- **Data supplied**:
────────
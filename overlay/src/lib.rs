//! Regionshot Overlay Library
//!
//! Fullscreen region-selection overlay: one window per display showing a
//! dimmed screenshot, with mouse and key input routed back to the caller.
//!
//! # Architecture
//!
//! ```text
//! ┌─────────────────────────────────────────────────────┐
//! │                    renderer                         │
//! │        OpenGlRenderer (RegionRenderer trait)        │
//! │      (public API, blocking calls to the executor)   │
//! ├─────────────────────────────────────────────────────┤
//! │                    executor                         │
//! │            Executor / MainThread handle             │
//! │    (single thread owning GLFW and every GL object)  │
//! ├──────────────┬──────────────┬───────────────────────┤
//! │  platform/   │   texture    │       pipeline        │
//! │ GLFW windows │ GPU textures │  shader + quad draw   │
//! │  displays    │   handles    │                       │
//! ├──────────────┴──────────────┴───────────────────────┤
//! │                    input                            │
//! │       native events -> press/release/key callbacks  │
//! └─────────────────────────────────────────────────────┘
//! ```
//!
//! Callbacks run on the executor thread inside `poll_events`. They must not
//! call back into the renderer; that blocks the executor on itself.

pub mod crash;
pub mod displays;
pub mod error;
pub mod executor;
pub mod input;
mod pipeline;
pub mod platform;
pub mod renderer;
mod texture;

// Re-export commonly used types
pub use crash::{CrashReporter, LogCrashReporter};
pub use displays::{MonitorInfo, match_monitors};
pub use error::RendererError;
pub use executor::{Executor, ExecutorError, MainThread};
pub use input::{InputEvent, KeyCallback, MouseCallback};
pub use renderer::{OpenGlRenderer, RegionRenderer};
pub use texture::Texture;

pub use regionshot_types::{MonitorBinding, RawImage, Rect, SelectorConfig};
────────
- **Exercise objective**: Repeat the listing in full, keeping every line exactly as it is.

- **Worked solution**:
filename overlay/src/lib.rs
//! Regionshot Overlay Library
//!
//! Fullscreen region-selection overlay: one window per display showing a
//! dimmed screenshot, with mouse and key input routed back to the caller.
//!
//! # Architecture
//!
//! ```text
//! ┌─────────────────────────────────────────────────────┐
//! │                    renderer                         │
//! │        OpenGlRenderer (RegionRenderer trait)        │
//! │      (public API, blocking calls to the executor)   │
//! ├─────────────────────────────────────────────────────┤
//! │                    executor                         │
//! │            Executor / MainThread handle             │
//! │    (single thread owning GLFW and every GL object)  │
//! ├──────────────┬──────────────┬───────────────────────┤
//! │  platform/   │   texture    │       pipeline        │
//! │ GLFW windows │ GPU textures │  shader + quad draw   │
//! │  displays    │   handles    │                       │
//! ├──────────────┴──────────────┴───────────────────────┤
//! │                    input                            │
//! │       native events -> press/release/key callbacks  │
//! └─────────────────────────────────────────────────────┘
//! ```
//!
//! Callbacks run on the executor thread inside `poll_events`. They must not
//! call back into the renderer; that blocks the executor on itself.

pub mod crash;
pub mod displays;
pub mod error;
pub mod executor;
pub mod input;
mod pipeline;
pub mod platform;
pub mod renderer;
mod texture;

// Re-export commonly used types
pub use crash::{CrashReporter, LogCrashReporter};
pub use displays::{MonitorInfo, match_monitors};
pub use error::RendererError;
pub use executor::{Executor, ExecutorError, MainThread};
pub use input::{InputEvent, KeyCallback, MouseCallback};
pub use renderer::{OpenGlRenderer, RegionRenderer};
pub use texture::Texture;

pub use regionshot_types::{MonitorBinding, RawImage, Rect, SelectorConfig};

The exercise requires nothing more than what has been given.